Thursday, August 16, 2012

Grounding graphs, new take

In a previous post, I looked at the idea of grounding graphs as global entities. But I think there is a more natural way of looking at them. There are two main views about grounding. On the truthmaker view, true propositions are grounded in entities that make them true. On the propositional view, true propositions are grounded in other true propositions. But I think a more natural approach is to say that propositions are grounded in graphs.

A candidate grounding graph for a proposition p is a directed graph G satisfying the following properties:

  1. all the vertices of G are true propositions
  2. p is a vertex of G
  3. all the vertices of G other than p are ancestors of p
  4. p is not the only vertex of G.
The grounding relation is then a relation between a proposition p and a candidate grounding graph for p. For instance, the proposition <The sky is blue or (roses are red and violets are blue)> is grounded in a graph with two vertices, one of which is <The sky is blue> and the other being the target proposition, with one arrow from the former to the latter. But it is also grounded in a more complex graph with four vertices: <Roses are red>, <Violets are blue>, <Roses are red and violets are blue>, and the target propositions, with arrows from the first two propositions to the third, and an arrow from the third to the target.

Define a proposition as fundamental provided that it is true but has no grounding graph. Say that a grounding graph for p is a candidate grounding graph for p that in fact grounds p. A vertex is initial provided that it has no ancestors and is final provided it has no children. A candidate grounding graph has exactly one final vertex. Say that G* extends G provided that (a) G* has the same final vertex as G and (b) every vertex of G that has a parent in G has exactly the same parents in G* as in G. The following are important properties of grounding graphs: Say that a graph where every initial vertex is fundamental is a fundamental graph.

  • Acyclicity: Every grounding graph is acyclic.
  • Extensibility: If G is a grounding graph for p, then there is a fundamental extension of G that is also a grounding graph for p.
  • Adjoining: If G1 is a grounding graph for p, and G2 is a grounding graph for some initial vertex q of G1 such that G2 has a fundamental extension whose only vertex in common with G1 is q, then the graph whose vertex collection is the union of the vertex collections of G1 and G2 and whose arrow collection is the union of the arrow collections of G1 and G2 is also a grounding graph for p.
  • Truncation: If G is a grounding graph for p, then any subgraph of G that is a candidate grounding graph and that has the property that if it contains any one of G's arrows to q then it contains all of G's arrows to q is a grounding graph.

The following is very controversial but very helpful:

  • Well-foundedness: No grounding graph contains an infinite chain of arrows.
This is compatible with some grounding graphs being infinite.

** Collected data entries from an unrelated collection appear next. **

/// Parse a number (integer or real).
fn parse_number(input: &[u8], pos: &mut usize) -> Result<Operand, BackendError> {
    let start = *pos;
    let mut has_dot = false;

    // Sign
    if *pos < input.len() && (input[*pos] == b'+' || input[*pos] == b'-') {
        *pos += 1;
    }

    // Digits and decimal point
    while *pos < input.len() {
        let b = input[*pos];
        if b == b'.' {
            if has_dot {
                break; // second dot — stop
            }
            has_dot = true;
            *pos += 1;
        } else if b.is_ascii_digit() {
            *pos += 1;
        } else {
            break;
        }
    }

    let token = &input[start..*pos];
    let s = std::str::from_utf8(token)
        .map_err(|_| BackendError::Interpreter("invalid UTF-8 in number token".to_string()))?;

    if has_dot {
        let val: f64 = s
            .parse()
            .map_err(|_| BackendError::Interpreter(format!("invalid real number: {s}")))?;
        Ok(Operand::Real(val))
    } else {
        let val: i64 = s
            .parse()
            .map_err(|_| BackendError::Interpreter(format!("invalid integer: {s}")))?;
        Ok(Operand::Integer(val))
    }
}

/// Parse a keyword (alphabetic + `*` + `'` + `"`).
fn parse_keyword(input: &[u8], pos: &mut usize) -> String {
    let start = *pos;
    while *pos < input.len() {
        let b = input[*pos];
        if b.is_ascii_alphabetic() || b == b'*' || b == b'\'' || b == b'"' {
            *pos += 1;
        } else {
            break;
        }
    }
    String::from_utf8_lossy(&input[start..*pos]).into_owned()
}

/// Inline image dictionary entries: key-value pairs.
type InlineImageDict = Vec<(String, Operand)>;

/// Parse inline image data: `BI <dict entries> ID <data> EI`.
/// Called after `BI` keyword has been consumed.
fn parse_inline_image(
    input: &[u8],
    pos: &mut usize,
) -> Result<(InlineImageDict, Vec<u8>), BackendError> {
    // Parse dictionary entries until ID keyword
    let mut dict = Vec::new();

    loop {
        skip_whitespace_and_comments(input, pos);
        if *pos >= input.len() {
            return Err(BackendError::Interpreter(
                "unterminated inline image (missing ID)".to_string(),
            ));
        }

        // Check for ID keyword
        if *pos + 1 < input.len()
            && input[*pos] == b'I'
            && input[*pos + 1] == b'D'
            && (*pos + 2 >= input.len() || is_whitespace(input[*pos + 2]))
        {
            *pos += 2; // skip "ID"
            // Skip single whitespace byte after ID
            if *pos < input.len() && is_whitespace(input[*pos]) {
                *pos += 1;
            }
            break;
        }

        // Parse key (name)
        if input[*pos] != b'/' {
            return Err(BackendError::Interpreter(
                "expected name key in inline image dictionary".to_string(),
            ));
        }
        let key = parse_name(input, pos);

        // Parse value
        skip_whitespace_and_comments(input, pos);
        if *pos >= input.len() {
            return Err(BackendError::Interpreter(
                "unterminated inline image dictionary".to_string(),
            ));
        }

        let value = parse_inline_image_value(input, pos)?;
        dict.push((key, value));
    }

    // Read image data until EI
    let data_start = *pos;
    // Look for EI preceded by whitespace
    while *pos < input.len() {
        if *pos + 2 <= input.len()
            && (*pos == data_start || is_whitespace(input[*pos - 1]))
            && input[*pos] == b'E'
            && input[*pos + 1] == b'I'
            && (*pos + 2 >= input.len()
                || is_whitespace(input[*pos + 2])
                || is_delimiter(input[*pos + 2]))
        {
            let data = input[data_start..*pos].to_vec();
            // Trim trailing whitespace from data
            let data = if data.last().is_some_and(|&b| is_whitespace(b)) {
                data[..data.len() - 1].to_vec()
            } else {
                data
            };
            *pos += 2; // skip "EI"
            return Ok((dict, data));
        }
        *pos += 1;
    }

    Err(BackendError::Interpreter(
        "unterminated inline image (missing EI)".to_string(),
    ))
}

/// Parse a single value in an inline image dictionary.
fn parse_inline_image_value(input: &[u8], pos: &mut usize) -> Result<Operand, BackendError> {
    let b = input[*pos];
    match b {
        b'/' => Ok(Operand::Name(parse_name(input, pos))),
        b'(' => Ok(Operand::LiteralString(parse_literal_string(input, pos)?)),
        b'<' => Ok(Operand::HexString(parse_hex_string(input, pos)?)),
        b'[' => {
            *pos += 1;
            Ok(Operand::Array(parse_array(input, pos)?))
        }
        b'0'..=b'9' | b'+' | b'-' | b'.' => parse_number(input, pos),
        b'a'..=b'z' | b'A'..=b'Z' => {
            let kw = parse_keyword(input, pos);
            match kw.as_str() {
                "true" => Ok(Operand::Boolean(true)),
                "false" => Ok(Operand::Boolean(false)),
                "null" => Ok(Operand::Null),
                _ => Ok(Operand::Name(kw)),
            }
        }
        _ => Err(BackendError::Interpreter(format!(
            "unexpected byte in inline image value: 0x{:02X}",
            b
        ))),
    }
}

For instance, we could have a fundamental grounding graph for an infinite conjunction. There, the infinite conjunction will have infinitely many parents. Moreover, there may be arbitrarily long chains in the graph—the first parent might be fundamental, the second might have a chain of length two to a fundamental ancestor, and so on.

I think that if we reject well-foundedness, we should reject acyclicity. For the most plausible putative counterexamples will be infinitely nested propositions like p1&(p2&(p3&...)). But if we accept such propositions, we will also accept p&(p&(p&...)), and these will be cyclically grounded if the former will be non-well-foundedly grounded. But we shouldn't reject acyclicity, so we should accept well-foundedness, and if there are such infinitely nested propositions, we should ground them all at once in the symmetric conjunction p1&p2&... which then is grounded in each of its conjuncts.

Finally, we want to say something about how this interacts with logic. Say that p is free of q provided that is a fundamental grounding graph for p that does not contain q.

  • Disjunction introduction: If p is free of (p or q), then the following is a grounding graph: p→(p or q).


Heath White said...

I think this approach could be helpful with some of the Liar et al paradoxes, and I hope you keep working on it. Two comments:

- At present, I don't see that acyclicity is required by your definition of a grounding graph. Seems important!

- the arrows are just entailments, right?

Alexander R Pruss said...


Right: acyclicity is an additional assumption.

The arrows are "grounding arrows". :-) I think that one might add as an axiom that if a grounding graph contains p→q, then p entails q. I can't think of a plausible counterexample to the thesis that grounding entails entailment.

Heath White said...

Well, here is a potential counterexample to the entailment idea.

From "S" we might have an arrow to "'S' is true". But if we were speaking a different language, the inference would be no good. Maybe you have to say " true in English" or implicitly hold the language constant.

Alexander R Pruss said...

I shouldn't have agreed given that I think of each individual arrow as only partial grounding. For a full grounding, we need all the parents of a vertex.

And perhaps the conjunction of the parents of a vertex entails the vertex?

In your case, from <S> we might put an arrow to <'S' is true>, but the latter will have other parents beside <S>, namely parents that specify facts about the language.